The Medals of Lieutenant - Colonel Robert ‘Rex’ King-Clark.

The Medals of Lieutenant-Colonel Robert 'Rex' King-Clark L-R  MBE, Military Cross, General Service Medal Palestine, 1939-45 Star, Burma Star, 1939-45 defence medal, 1939-45 War Medal, Korea Medal British, Korea Medal UN, Coronation Medal 1953                                                                                      Robert’s father was a stockbroker in London when the First World War broke out. He joined the army in 1914 at the age of 42. He died of wounds exactly two weeks before the end of the war leaving his wife, two daughters and two sons of whom Robert was the elder boy.

After prep school in Sussex Rex went to Loretto, Edinburgh with his brother Cuffy. From Loretto ‘Rex’ went to Sandhurst where his nickname was coined by a fellow cadet, one by which he was known with great affection by all ranks, for the rest of his life.

To his considerable surprise he became a cadet sergeant and gained a Blue for Fencing, going on to win the Inter-Services Foil at the 1933 Royal Tournament. Like many Loretto boys (as opposed to those from English public schools) he did not find Sandhurst over arduous. As he was later heard to say, “I never even got beaten there”, a not uncommon occurrence at Loretto.Capt Rex King-Clark Palestine 1938

In February 1934 Rex was commissioned into the Manchester Regiment. This was through the influence of his sister’s father-in-law, Sir John Maclure, an ex-officer of the Manchester’s and who served on the Regimental Council. He joined 2nd Manchester’s at Strensall serving with them until 1937 when he joined the 1st Battalion in Egypt and on to Palestine and Singapore.

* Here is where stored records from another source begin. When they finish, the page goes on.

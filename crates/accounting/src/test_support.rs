//! Minimal in-memory store for unit tests in this crate.
//!
//! The full-featured implementation lives in `bahikhata-infra`; this one
//! exists so chart/journal tests do not need a cross-crate dependency.

use std::collections::BTreeMap;
use std::sync::Mutex;

use bahikhata_core::{AccountCode, EntryNumber};

use crate::account::Account;
use crate::error::LedgerError;
use crate::journal::JournalEntry;
use crate::store::{LedgerStore, LedgerTx, StoreError};

#[derive(Debug, Default, Clone)]
struct State {
    accounts: BTreeMap<AccountCode, Account>,
    entries: BTreeMap<EntryNumber, JournalEntry>,
}

#[derive(Debug, Default)]
pub(crate) struct MemStore {
    state: Mutex<State>,
}

impl MemStore {
    pub(crate) fn new() -> Self {
        Self::default()
    }
}

struct MemTx {
    staged: State,
}

impl LedgerTx for MemTx {
    fn load_account(&self, code: &AccountCode) -> Result<Option<Account>, StoreError> {
        Ok(self.staged.accounts.get(code).cloned())
    }

    fn save_account(&mut self, account: Account) -> Result<(), StoreError> {
        self.staged.accounts.insert(account.code.clone(), account);
        Ok(())
    }

    fn load_entry(&self, number: &EntryNumber) -> Result<Option<JournalEntry>, StoreError> {
        Ok(self.staged.entries.get(number).cloned())
    }

    fn save_entry(&mut self, entry: JournalEntry) -> Result<(), StoreError> {
        self.staged.entries.insert(entry.entry_number.clone(), entry);
        Ok(())
    }

    fn list_accounts(&self) -> Result<Vec<Account>, StoreError> {
        Ok(self.staged.accounts.values().cloned().collect())
    }

    fn list_entries(&self) -> Result<Vec<JournalEntry>, StoreError> {
        Ok(self.staged.entries.values().cloned().collect())
    }

    fn delete_account(&mut self, code: &AccountCode) -> Result<(), StoreError> {
        self.staged.accounts.remove(code);
        Ok(())
    }
}

impl LedgerStore for MemStore {
    fn load_account(&self, code: &AccountCode) -> Result<Option<Account>, StoreError> {
        let state = self.lock()?;
        Ok(state.accounts.get(code).cloned())
    }

    fn load_entry(&self, number: &EntryNumber) -> Result<Option<JournalEntry>, StoreError> {
        let state = self.lock()?;
        Ok(state.entries.get(number).cloned())
    }

    fn list_accounts(&self) -> Result<Vec<Account>, StoreError> {
        let state = self.lock()?;
        Ok(state.accounts.values().cloned().collect())
    }

    fn list_entries(&self) -> Result<Vec<JournalEntry>, StoreError> {
        let state = self.lock()?;
        Ok(state.entries.values().cloned().collect())
    }

    fn with_transaction<T>(
        &self,
        f: &mut dyn FnMut(&mut dyn LedgerTx) -> Result<T, LedgerError>,
    ) -> Result<T, LedgerError> {
        let mut state = self.lock().map_err(LedgerError::from)?;
        let mut tx = MemTx {
            staged: state.clone(),
        };
        let value = f(&mut tx)?;
        *state = tx.staged;
        Ok(value)
    }
}

impl MemStore {
    fn lock(&self) -> Result<std::sync::MutexGuard<'_, State>, StoreError> {
        self.state
            .lock()
            .map_err(|_| StoreError::Backend("lock poisoned".to_string()))
    }
}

A part of his life as a soldier which he enjoyed most was his six months in 1938 when as a Lieutenant, he commanded one of Orde Wingate’s Special Night Squads against Arab Terrorists in the steep Galilean Hills of Northern Palestine. He was awarded the Military Cross and a certificate of Gallantry for this very special work. One Sergeant and ten other ranks from the Manchester Regiment were with him, together with a number of Jewish soldiers with whom he remained friends for many years. In 1958, he went to Israel as a guest of the Government and was presented with a medal for his, ”Heroic contribution to the People of Israel”.

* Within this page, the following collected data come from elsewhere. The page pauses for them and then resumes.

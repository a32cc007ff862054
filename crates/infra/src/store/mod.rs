//! Ledger store implementations.

mod in_memory;

pub use in_memory::InMemoryLedgerStore;
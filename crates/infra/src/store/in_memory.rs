use std::collections::HashMap;
use std::sync::{RwLock, RwLockReadGuard, RwLockWriteGuard};

use bahikhata_core::{AccountCode, EntryNumber};

use bahikhata_accounting::{
    Account, JournalEntry, LedgerError, LedgerStore, LedgerTx, StoreError,
};

/// In-memory ledger store.
///
/// Intended for tests/dev. Not optimized for performance.
///
/// Transactions stage their writes in a copy of the state under the write
/// lock and swap it in on commit, so a failed closure leaves nothing behind
/// and readers never see a half-applied posting. Holding one lock for the
/// whole transaction trivially serializes postings that touch overlapping
/// accounts.
#[derive(Debug, Default)]
pub struct InMemoryLedgerStore {
    state: RwLock<State>,
}

#[derive(Debug, Default, Clone)]
struct State {
    accounts: HashMap<AccountCode, Account>,
    entries: HashMap<EntryNumber, JournalEntry>,
}

struct StagedTx {
    staged: State,
}

impl InMemoryLedgerStore {
    pub fn new() -> Self {
        Self::default()
    }

    fn read(&self) -> Result<RwLockReadGuard<'_, State>, StoreError> {
        self.state
            .read()
            .map_err(|_| StoreError::Backend("lock poisoned".to_string()))
    }

    fn write(&self) -> Result<RwLockWriteGuard<'_, State>, StoreError> {
        self.state
            .write()
            .map_err(|_| StoreError::Backend("lock poisoned".to_string()))
    }
}

impl LedgerTx for StagedTx {
    fn load_account(&self, code: &AccountCode) -> Result<Option<Account>, StoreError> {
        Ok(self.staged.accounts.get(code).cloned())
    }

    fn save_account(&mut self, account: Account) -> Result<(), StoreError> {
        self.staged.accounts.insert(account.code.clone(), account);
        Ok(())
    }

    fn load_entry(&self, number: &EntryNumber) -> Result<Option<JournalEntry>, StoreError> {
        Ok(self.staged.entries.get(number).cloned())
    }

    fn save_entry(&mut self, entry: JournalEntry) -> Result<(), StoreError> {
        self.staged.entries.insert(entry.entry_number.clone(), entry);
        Ok(())
    }

    fn list_accounts(&self) -> Result<Vec<Account>, StoreError> {
        Ok(self.staged.accounts.values().cloned().collect())
    }

    fn list_entries(&self) -> Result<Vec<JournalEntry>, StoreError> {
        Ok(self.staged.entries.values().cloned().collect())
    }

    fn delete_account(&mut self, code: &AccountCode) -> Result<(), StoreError> {
        self.staged.accounts.remove(code);
        Ok(())
    }
}

impl LedgerStore for InMemoryLedgerStore {
    fn load_account(&self, code: &AccountCode) -> Result<Option<Account>, StoreError> {
        Ok(self.read()?.accounts.get(code).cloned())
    }

    fn load_entry(&self, number: &EntryNumber) -> Result<Option<JournalEntry>, StoreError> {
        Ok(self.read()?.entries.get(number).cloned())
    }

    fn list_accounts(&self) -> Result<Vec<Account>, StoreError> {
        Ok(self.read()?.accounts.values().cloned().collect())
    }

    fn list_entries(&self) -> Result<Vec<JournalEntry>, StoreError> {
        Ok(self.read()?.entries.values().cloned().collect())
    }

    fn with_transaction<T>(
        &self,
        f: &mut dyn FnMut(&mut dyn LedgerTx) -> Result<T, LedgerError>,
    ) -> Result<T, LedgerError> {
        let mut state = self.write().map_err(LedgerError::from)?;
        let mut tx = StagedTx {
            staged: state.clone(),
        };
        let value = f(&mut tx)?;
        *state = tx.staged;
        Ok(value)
    }
}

In the ‘Thirties’ between the Wars, Rex was lucky enough to be able to indulge in a number of enterprising hobbies including motor racing at Brooklands and other tracks in Europe, Canada and the USA and especially in flying. His adventures in these fields are told with enthusiasm and excitement in his autobiography of the 1930s, Free For a Blast - the Clark slogan since 1646.

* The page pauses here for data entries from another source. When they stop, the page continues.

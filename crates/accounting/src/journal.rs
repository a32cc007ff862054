//! Journal entries and the posting engine.
//!
//! This is the double-entry enforcement point: an entry's balance deltas are
//! applied to accounts only inside [`JournalEngine::post`], all-or-nothing,
//! under a store transaction. Entries move `draft -> posted -> reversed`;
//! posted entries are never edited, a reversal is a new offsetting entry.

use chrono::{DateTime, NaiveDate, Utc};
use serde::{Deserialize, Serialize};
use tracing::info;
use uuid::Uuid;

use bahikhata_core::{AccountCode, EntryNumber, Money};

use crate::account::Side;
use crate::error::{LedgerError, LedgerResult};
use crate::store::{LedgerStore, LedgerTx};

/// Entry lifecycle state.
///
/// `Draft` has not touched balances; `Posted` is the only state with balance
/// side effects; `Reversed` is terminal, reached when the offsetting entry
/// posts.
#[derive(Debug, Clone, Copy, PartialEq, Eq, Hash, Serialize, Deserialize)]
#[serde(rename_all = "lowercase")]
pub enum EntryStatus {
    Draft,
    Posted,
    Reversed,
}

/// One line of a journal entry.
///
/// A well-formed line carries exactly one of `debit` or `credit`, strictly
/// positive.
#[derive(Debug, Clone, PartialEq, Eq, Serialize, Deserialize)]
pub struct JournalLine {
    pub account_code: AccountCode,
    pub debit: Money,
    pub credit: Money,
    pub description: Option<String>,
}

impl JournalLine {
    pub fn debit(account_code: AccountCode, amount: Money) -> Self {
        Self {
            account_code,
            debit: amount,
            credit: Money::ZERO,
            description: None,
        }
    }

    pub fn credit(account_code: AccountCode, amount: Money) -> Self {
        Self {
            account_code,
            debit: Money::ZERO,
            credit: amount,
            description: None,
        }
    }

    /// The side this line's amount sits on. Only meaningful for valid lines.
    pub fn side(&self) -> Side {
        if self.debit.is_positive() {
            Side::Debit
        } else {
            Side::Credit
        }
    }

    pub fn amount(&self) -> Money {
        match self.side() {
            Side::Debit => self.debit,
            Side::Credit => self.credit,
        }
    }

    fn validate(&self, index: usize) -> LedgerResult<()> {
        let reason = if self.debit.minor() < 0 || self.credit.minor() < 0 {
            Some("amounts must not be negative")
        } else if self.debit.is_positive() && self.credit.is_positive() {
            Some("a line must not carry both a debit and a credit")
        } else if self.debit.is_zero() && self.credit.is_zero() {
            Some("a line must carry a debit or a credit")
        } else {
            None
        };

        match reason {
            Some(reason) => Err(LedgerError::InvalidLine {
                index,
                reason: reason.to_string(),
            }),
            None => Ok(()),
        }
    }
}

/// A journal entry.
///
/// Keyed by `entry_number` (human-assigned); `entry_id` is internal
/// identity for audit correlation. Totals are derived from lines and
/// recomputed at validation time, never trusted from the caller.
#[derive(Debug, Clone, PartialEq, Eq, Serialize, Deserialize)]
pub struct JournalEntry {
    pub entry_id: Uuid,
    pub entry_number: EntryNumber,
    /// Calendar date of the transaction (distinct from `created_at`).
    pub date: NaiveDate,
    pub description: String,
    pub lines: Vec<JournalLine>,
    pub total_debit: Money,
    pub total_credit: Money,
    pub status: EntryStatus,
    pub created_at: DateTime<Utc>,
    pub posted_at: Option<DateTime<Utc>>,
    /// Audit link: the posted entry this one reverses.
    pub reverses: Option<EntryNumber>,
    /// Audit link: the reversing entry that cancelled this one.
    pub reversed_by: Option<EntryNumber>,
}

impl JournalEntry {
    /// Whether this entry's deltas are reflected in account balances.
    ///
    /// True for `Posted` entries and for `Reversed` ones: a reversed entry
    /// was posted and its effect stays on the books, offset by its reversing
    /// entry. Read-side projections must fold both.
    pub fn affects_balances(&self) -> bool {
        matches!(self.status, EntryStatus::Posted | EntryStatus::Reversed)
    }
}

/// Arguments for draft creation.
#[derive(Debug, Clone, PartialEq, Eq, Serialize, Deserialize)]
pub struct NewEntry {
    pub entry_number: EntryNumber,
    pub date: NaiveDate,
    pub description: String,
    pub lines: Vec<JournalLine>,
}

/// Journal engine over an injected store.
#[derive(Debug)]
pub struct JournalEngine<S> {
    pub(crate) store: S,
}

impl<S: LedgerStore> JournalEngine<S> {
    pub fn new(store: S) -> Self {
        Self { store }
    }

    /// Create a draft entry.
    ///
    /// Lines must be individually valid and at least two, but the entry does
    /// not have to balance yet: drafts are work in progress.
    pub fn create_draft(&self, new: NewEntry) -> LedgerResult<JournalEntry> {
        validate_lines(&new.lines)?;
        let (total_debit, total_credit) = totals(&new.lines)?;

        let entry = self.store.with_transaction(&mut |tx| {
            if tx.load_entry(&new.entry_number)?.is_some() {
                return Err(LedgerError::DuplicateEntryNumber(new.entry_number.clone()));
            }

            let entry = JournalEntry {
                entry_id: Uuid::now_v7(),
                entry_number: new.entry_number.clone(),
                date: new.date,
                description: new.description.clone(),
                lines: new.lines.clone(),
                total_debit,
                total_credit,
                status: EntryStatus::Draft,
                created_at: Utc::now(),
                posted_at: None,
                reverses: None,
                reversed_by: None,
            };
            tx.save_entry(entry.clone())?;
            Ok(entry)
        })?;

        Ok(entry)
    }

    /// Post a draft entry, applying its balance deltas atomically.
    ///
    /// The whole algorithm runs inside one store transaction: a failure at
    /// any step leaves the entry in `draft` and every balance unchanged.
    pub fn post(&self, number: &EntryNumber) -> LedgerResult<JournalEntry> {
        let entry = self.store.with_transaction(&mut |tx| {
            let mut entry = load_draft(tx, number)?;
            apply_posting(tx, &mut entry)?;
            tx.save_entry(entry.clone())?;
            Ok(entry)
        })?;

        info!(
            entry = %entry.entry_number,
            total_debit = entry.total_debit.minor(),
            "journal entry posted"
        );
        Ok(entry)
    }

    /// Reverse a posted entry.
    ///
    /// Creates a new entry numbered `<original>-R` with debits and credits
    /// swapped, posts it, and marks the original `reversed` — all in one
    /// transaction. The original's lines are never edited.
    pub fn reverse(&self, number: &EntryNumber) -> LedgerResult<JournalEntry> {
        let reversing = self.store.with_transaction(&mut |tx| {
            let mut original = tx
                .load_entry(number)?
                .ok_or_else(|| LedgerError::NotFound(number.to_string()))?;
            match original.status {
                EntryStatus::Posted => {}
                EntryStatus::Reversed => {
                    return Err(LedgerError::AlreadyReversed(number.clone()));
                }
                EntryStatus::Draft => return Err(LedgerError::NotPosted(number.clone())),
            }

            let reversal_number = number.reversal();
            if tx.load_entry(&reversal_number)?.is_some() {
                return Err(LedgerError::DuplicateEntryNumber(reversal_number));
            }

            let lines = original
                .lines
                .iter()
                .map(|l| JournalLine {
                    account_code: l.account_code.clone(),
                    debit: l.credit,
                    credit: l.debit,
                    description: l.description.clone(),
                })
                .collect::<Vec<_>>();

            let mut reversing = JournalEntry {
                entry_id: Uuid::now_v7(),
                entry_number: reversal_number.clone(),
                // Dated on the day the books are corrected, so as-of reports
                // keep showing the original effect before that day.
                date: Utc::now().date_naive(),
                description: format!("Reversal of {number}"),
                lines,
                total_debit: Money::ZERO,
                total_credit: Money::ZERO,
                status: EntryStatus::Draft,
                created_at: Utc::now(),
                posted_at: None,
                reverses: Some(number.clone()),
                reversed_by: None,
            };
            apply_posting(tx, &mut reversing)?;
            tx.save_entry(reversing.clone())?;

            original.status = EntryStatus::Reversed;
            original.reversed_by = Some(reversal_number);
            tx.save_entry(original)?;

            Ok(reversing)
        })?;

        info!(entry = %number, reversing = %reversing.entry_number, "journal entry reversed");
        Ok(reversing)
    }

    pub fn get_entry(&self, number: &EntryNumber) -> LedgerResult<JournalEntry> {
        self.store
            .load_entry(number)?
            .ok_or_else(|| LedgerError::NotFound(number.to_string()))
    }
}

fn load_draft(tx: &mut dyn LedgerTx, number: &EntryNumber) -> LedgerResult<JournalEntry> {
    let entry = tx
        .load_entry(number)?
        .ok_or_else(|| LedgerError::NotFound(number.to_string()))?;
    match entry.status {
        EntryStatus::Draft => Ok(entry),
        EntryStatus::Posted => Err(LedgerError::AlreadyPosted(number.clone())),
        EntryStatus::Reversed => Err(LedgerError::AlreadyReversed(number.clone())),
    }
}

/// Validate, balance-check and apply a draft's deltas inside a transaction.
///
/// Accounts are resolved and updated in sorted, deduplicated code order so
/// stores with per-account locking see one deterministic acquisition order
/// across all callers.
fn apply_posting(tx: &mut dyn LedgerTx, entry: &mut JournalEntry) -> LedgerResult<()> {
    validate_lines(&entry.lines)?;
    let (total_debit, total_credit) = totals(&entry.lines)?;
    if total_debit != total_credit {
        return Err(LedgerError::UnbalancedEntry {
            debit: total_debit.minor() as i128,
            credit: total_credit.minor() as i128,
        });
    }

    let mut codes: Vec<&AccountCode> = entry.lines.iter().map(|l| &l.account_code).collect();
    codes.sort();
    codes.dedup();

    for code in codes {
        let mut account = tx
            .load_account(code)?
            .ok_or_else(|| LedgerError::UnknownAccount(code.clone()))?;
        if !account.is_active {
            return Err(LedgerError::InactiveAccount(code.clone()));
        }
        for line in entry.lines.iter().filter(|l| &l.account_code == code) {
            account.apply_delta(line.side(), line.amount())?;
        }
        tx.save_account(account)?;
    }

    entry.total_debit = total_debit;
    entry.total_credit = total_credit;
    entry.status = EntryStatus::Posted;
    entry.posted_at = Some(Utc::now());
    Ok(())
}

fn validate_lines(lines: &[JournalLine]) -> LedgerResult<()> {
    if lines.len() < 2 {
        return Err(LedgerError::TooFewLines(lines.len()));
    }
    for (index, line) in lines.iter().enumerate() {
        line.validate(index)?;
    }
    Ok(())
}

/// Recompute totals over lines; sums run in `i128` and must fit minor units.
fn totals(lines: &[JournalLine]) -> LedgerResult<(Money, Money)> {
    let debit: i128 = lines.iter().map(|l| l.debit).sum();
    let credit: i128 = lines.iter().map(|l| l.credit).sum();

    let narrow = |total: i128| -> LedgerResult<Money> {
        i64::try_from(total)
            .map(Money::from_minor)
            .map_err(|_| LedgerError::Validation("entry total overflows minor units".to_string()))
    };
    Ok((narrow(debit)?, narrow(credit)?))
}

Flying became his main off-duty love and in the small black two-seat Cabin monoplane he owned from March 1937 to July 1939 he flew to 28 countries outside the UK – as far away as Bali in the East Indies. He revelled in his flying and was grateful to an Army which posted him to a variety of stations in a comparatively short time, and allowed him – even encouraged him – to ‘troop’ by private air.

Major Rex King-Clark in Burma c1944In 1937 Rex had applied for a four year secondment to the Royal Air Force and this was approved in March 1939. On arrival in England Rex went along to the War Office where he was told that he had never been heard of and that he was to return to his Battalion in Singapore after his leave was finished. Eventually this was sorted out and he was ‘attached to the 2nd Battalion of the Regiment, Aldershot, pending attachment to the RAF’.

On 1st September 1939 his pending attachment was cancelled and he was to stay with 2nd Manchester’s for every day of the Second World War (1939-1945), getting command at the battle of Kohima, in Assam in 1944. Rex finally achieved his flying ambition and commanded the Glider Pilot Regiment in the UK between 1949 – 1952.

He then went to Korea where he served as Deputy Assistant Adjutant and Quartermaster General (DAA & QMG) of 28 British Commonwealth Brigade. Then a welcome return to The Manchester’s in 1953 in Berlin as Second in Command. His last military job was as General Staff Officer 1 (GSO1) Land/Air Warfare Directorate where he played a major part in the formation of the Army Air Corps. Major Rex King-Clark in Burma 1944

After retiring from the army in 1958 he joined Calor Gas Scotland as Regional Manager, where he remained until he finally retired in 1971.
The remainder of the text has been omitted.